>>

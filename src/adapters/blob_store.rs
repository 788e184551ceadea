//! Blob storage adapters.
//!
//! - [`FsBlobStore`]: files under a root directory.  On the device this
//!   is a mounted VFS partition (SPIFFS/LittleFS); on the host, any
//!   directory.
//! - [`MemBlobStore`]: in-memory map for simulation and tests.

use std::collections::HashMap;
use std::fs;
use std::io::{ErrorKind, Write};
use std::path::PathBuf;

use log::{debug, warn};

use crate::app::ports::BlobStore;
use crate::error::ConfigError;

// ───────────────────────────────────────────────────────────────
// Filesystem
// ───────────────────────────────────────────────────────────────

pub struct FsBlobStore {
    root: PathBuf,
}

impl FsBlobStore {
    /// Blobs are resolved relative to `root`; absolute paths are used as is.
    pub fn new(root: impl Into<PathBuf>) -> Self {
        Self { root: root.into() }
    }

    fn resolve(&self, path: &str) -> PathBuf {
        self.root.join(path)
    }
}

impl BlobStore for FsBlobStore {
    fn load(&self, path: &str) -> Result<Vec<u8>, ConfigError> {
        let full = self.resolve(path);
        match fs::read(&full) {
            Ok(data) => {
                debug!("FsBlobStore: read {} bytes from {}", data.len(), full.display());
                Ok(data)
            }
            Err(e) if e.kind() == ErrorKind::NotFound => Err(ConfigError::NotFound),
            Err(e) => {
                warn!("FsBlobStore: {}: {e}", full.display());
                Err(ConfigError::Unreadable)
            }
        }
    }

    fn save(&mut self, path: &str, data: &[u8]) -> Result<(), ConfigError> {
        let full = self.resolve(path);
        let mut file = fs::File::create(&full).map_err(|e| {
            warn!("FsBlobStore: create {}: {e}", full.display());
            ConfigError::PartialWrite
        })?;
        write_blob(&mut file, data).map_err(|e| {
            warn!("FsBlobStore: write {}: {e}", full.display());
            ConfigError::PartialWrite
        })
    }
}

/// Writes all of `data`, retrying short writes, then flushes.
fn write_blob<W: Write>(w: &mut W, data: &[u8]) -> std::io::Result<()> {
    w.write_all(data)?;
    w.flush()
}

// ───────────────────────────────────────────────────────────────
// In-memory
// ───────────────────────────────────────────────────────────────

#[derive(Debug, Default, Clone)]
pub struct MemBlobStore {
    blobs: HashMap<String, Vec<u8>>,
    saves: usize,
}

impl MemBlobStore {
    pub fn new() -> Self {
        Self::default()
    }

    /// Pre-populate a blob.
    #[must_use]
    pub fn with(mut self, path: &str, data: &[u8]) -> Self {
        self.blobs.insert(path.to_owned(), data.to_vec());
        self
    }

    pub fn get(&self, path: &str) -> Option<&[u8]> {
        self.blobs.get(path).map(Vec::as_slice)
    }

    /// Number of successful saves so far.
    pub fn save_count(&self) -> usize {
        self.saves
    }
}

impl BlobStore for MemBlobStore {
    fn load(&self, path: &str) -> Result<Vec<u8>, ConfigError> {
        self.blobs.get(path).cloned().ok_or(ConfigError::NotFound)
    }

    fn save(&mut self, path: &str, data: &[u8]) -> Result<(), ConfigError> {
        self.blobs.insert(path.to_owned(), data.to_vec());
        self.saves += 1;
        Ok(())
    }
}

<<
>>

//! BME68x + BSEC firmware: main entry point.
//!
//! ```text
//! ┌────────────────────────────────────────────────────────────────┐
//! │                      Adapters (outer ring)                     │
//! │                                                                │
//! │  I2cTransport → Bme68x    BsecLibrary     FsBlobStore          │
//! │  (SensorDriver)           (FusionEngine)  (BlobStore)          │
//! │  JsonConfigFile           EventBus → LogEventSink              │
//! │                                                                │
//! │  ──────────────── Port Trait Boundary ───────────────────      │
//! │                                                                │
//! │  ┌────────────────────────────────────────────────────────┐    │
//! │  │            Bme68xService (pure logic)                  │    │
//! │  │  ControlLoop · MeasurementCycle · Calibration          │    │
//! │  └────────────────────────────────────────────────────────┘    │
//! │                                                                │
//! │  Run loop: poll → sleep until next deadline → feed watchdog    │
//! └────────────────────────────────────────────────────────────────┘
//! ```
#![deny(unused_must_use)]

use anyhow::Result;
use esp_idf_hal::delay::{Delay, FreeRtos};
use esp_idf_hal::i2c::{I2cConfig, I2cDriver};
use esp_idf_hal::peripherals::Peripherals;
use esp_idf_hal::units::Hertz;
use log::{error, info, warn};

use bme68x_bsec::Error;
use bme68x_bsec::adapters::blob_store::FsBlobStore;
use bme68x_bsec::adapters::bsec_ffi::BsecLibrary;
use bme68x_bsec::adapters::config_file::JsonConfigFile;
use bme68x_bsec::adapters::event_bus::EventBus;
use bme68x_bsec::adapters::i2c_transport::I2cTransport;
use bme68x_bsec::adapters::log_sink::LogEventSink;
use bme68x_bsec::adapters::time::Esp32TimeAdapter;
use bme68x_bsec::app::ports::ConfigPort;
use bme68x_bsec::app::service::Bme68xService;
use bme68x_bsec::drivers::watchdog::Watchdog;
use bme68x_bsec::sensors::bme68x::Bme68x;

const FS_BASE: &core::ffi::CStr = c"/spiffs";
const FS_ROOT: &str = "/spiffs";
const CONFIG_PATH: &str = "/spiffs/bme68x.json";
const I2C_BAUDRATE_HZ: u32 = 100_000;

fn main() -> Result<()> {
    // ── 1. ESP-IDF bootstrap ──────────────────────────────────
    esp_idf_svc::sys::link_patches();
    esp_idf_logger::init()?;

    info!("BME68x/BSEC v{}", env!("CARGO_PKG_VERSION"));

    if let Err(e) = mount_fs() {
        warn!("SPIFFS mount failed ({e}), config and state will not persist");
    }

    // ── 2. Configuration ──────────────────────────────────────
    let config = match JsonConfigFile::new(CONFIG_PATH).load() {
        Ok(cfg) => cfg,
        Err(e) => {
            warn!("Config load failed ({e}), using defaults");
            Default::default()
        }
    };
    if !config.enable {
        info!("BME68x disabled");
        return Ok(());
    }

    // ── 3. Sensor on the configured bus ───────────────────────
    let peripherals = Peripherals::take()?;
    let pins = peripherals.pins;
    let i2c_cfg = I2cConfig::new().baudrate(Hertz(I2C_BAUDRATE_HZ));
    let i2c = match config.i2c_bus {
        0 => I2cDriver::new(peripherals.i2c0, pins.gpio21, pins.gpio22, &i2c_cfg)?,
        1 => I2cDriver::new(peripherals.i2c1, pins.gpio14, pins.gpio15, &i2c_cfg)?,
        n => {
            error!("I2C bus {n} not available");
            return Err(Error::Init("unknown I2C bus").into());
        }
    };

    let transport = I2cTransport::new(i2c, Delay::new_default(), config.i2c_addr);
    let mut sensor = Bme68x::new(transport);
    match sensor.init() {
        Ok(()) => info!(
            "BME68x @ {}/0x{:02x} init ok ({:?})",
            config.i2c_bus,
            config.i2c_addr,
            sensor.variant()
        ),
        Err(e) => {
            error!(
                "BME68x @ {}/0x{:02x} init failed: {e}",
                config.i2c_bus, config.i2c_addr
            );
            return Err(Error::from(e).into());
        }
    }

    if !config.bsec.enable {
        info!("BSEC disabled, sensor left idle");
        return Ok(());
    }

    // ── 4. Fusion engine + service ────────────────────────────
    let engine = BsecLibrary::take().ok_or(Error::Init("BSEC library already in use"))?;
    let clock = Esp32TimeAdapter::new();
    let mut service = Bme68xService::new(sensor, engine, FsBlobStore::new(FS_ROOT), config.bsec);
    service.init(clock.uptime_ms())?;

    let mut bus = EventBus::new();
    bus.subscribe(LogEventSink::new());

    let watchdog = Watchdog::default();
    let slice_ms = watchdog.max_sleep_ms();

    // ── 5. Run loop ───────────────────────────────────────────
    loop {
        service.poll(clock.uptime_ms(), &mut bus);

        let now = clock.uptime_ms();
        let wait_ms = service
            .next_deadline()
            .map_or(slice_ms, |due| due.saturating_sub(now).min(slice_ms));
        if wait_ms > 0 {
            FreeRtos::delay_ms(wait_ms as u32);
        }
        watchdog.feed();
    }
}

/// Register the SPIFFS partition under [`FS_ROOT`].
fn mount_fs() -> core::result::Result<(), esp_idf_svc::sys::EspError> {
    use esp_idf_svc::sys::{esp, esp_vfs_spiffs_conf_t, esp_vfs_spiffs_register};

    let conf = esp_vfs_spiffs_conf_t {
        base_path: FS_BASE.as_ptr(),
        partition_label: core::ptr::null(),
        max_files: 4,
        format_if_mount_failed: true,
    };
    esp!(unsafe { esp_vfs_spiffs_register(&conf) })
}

<<
>>

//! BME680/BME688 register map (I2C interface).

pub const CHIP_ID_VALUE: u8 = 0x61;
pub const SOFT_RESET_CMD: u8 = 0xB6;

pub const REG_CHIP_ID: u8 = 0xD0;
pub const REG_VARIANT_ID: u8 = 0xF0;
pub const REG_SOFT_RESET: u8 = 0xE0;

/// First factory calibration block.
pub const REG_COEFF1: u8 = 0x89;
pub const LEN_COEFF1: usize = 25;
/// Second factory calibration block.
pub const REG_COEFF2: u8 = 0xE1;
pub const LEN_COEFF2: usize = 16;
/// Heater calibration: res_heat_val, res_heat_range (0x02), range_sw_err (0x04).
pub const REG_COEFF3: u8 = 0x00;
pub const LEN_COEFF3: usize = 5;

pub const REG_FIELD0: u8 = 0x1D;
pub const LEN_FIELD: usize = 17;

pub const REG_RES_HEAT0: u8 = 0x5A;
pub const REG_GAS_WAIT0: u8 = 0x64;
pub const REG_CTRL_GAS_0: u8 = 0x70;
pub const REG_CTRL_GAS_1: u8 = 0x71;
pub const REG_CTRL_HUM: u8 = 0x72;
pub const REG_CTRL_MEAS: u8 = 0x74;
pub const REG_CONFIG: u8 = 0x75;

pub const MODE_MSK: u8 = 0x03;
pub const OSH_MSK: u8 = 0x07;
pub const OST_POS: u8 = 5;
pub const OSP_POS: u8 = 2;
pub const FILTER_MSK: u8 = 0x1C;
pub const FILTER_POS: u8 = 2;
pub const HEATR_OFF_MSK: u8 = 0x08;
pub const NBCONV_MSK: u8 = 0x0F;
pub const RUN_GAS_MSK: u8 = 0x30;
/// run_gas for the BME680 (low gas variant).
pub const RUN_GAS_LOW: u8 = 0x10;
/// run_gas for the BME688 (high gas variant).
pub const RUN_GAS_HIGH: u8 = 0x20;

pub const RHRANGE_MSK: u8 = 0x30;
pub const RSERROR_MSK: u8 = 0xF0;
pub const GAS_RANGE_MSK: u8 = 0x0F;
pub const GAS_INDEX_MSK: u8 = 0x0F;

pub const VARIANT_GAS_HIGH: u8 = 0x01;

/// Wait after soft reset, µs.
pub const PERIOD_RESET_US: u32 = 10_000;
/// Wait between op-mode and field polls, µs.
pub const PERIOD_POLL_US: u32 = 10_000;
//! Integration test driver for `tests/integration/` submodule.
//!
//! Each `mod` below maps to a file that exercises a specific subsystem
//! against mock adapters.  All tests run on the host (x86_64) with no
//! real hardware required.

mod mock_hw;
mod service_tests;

<<

AIM OF THE EXERCISE - Return, with no change at all, every line in the entries above from the line containing "filename src/adapters/blob_store.rs" through the line containing "use std::collections::HashMap;".

OUTPUT OF THE EXERCISE -
filename src/adapters/blob_store.rs
repository 788e184551ceadea
//! Blob storage adapters.
//!
//! - [`FsBlobStore`]: files under a root directory.  On the device this
//!   is a mounted VFS partition (SPIFFS/LittleFS); on the host, any
//!   directory.
//! - [`MemBlobStore`]: in-memory map for simulation and tests.

use std::collections::HashMap;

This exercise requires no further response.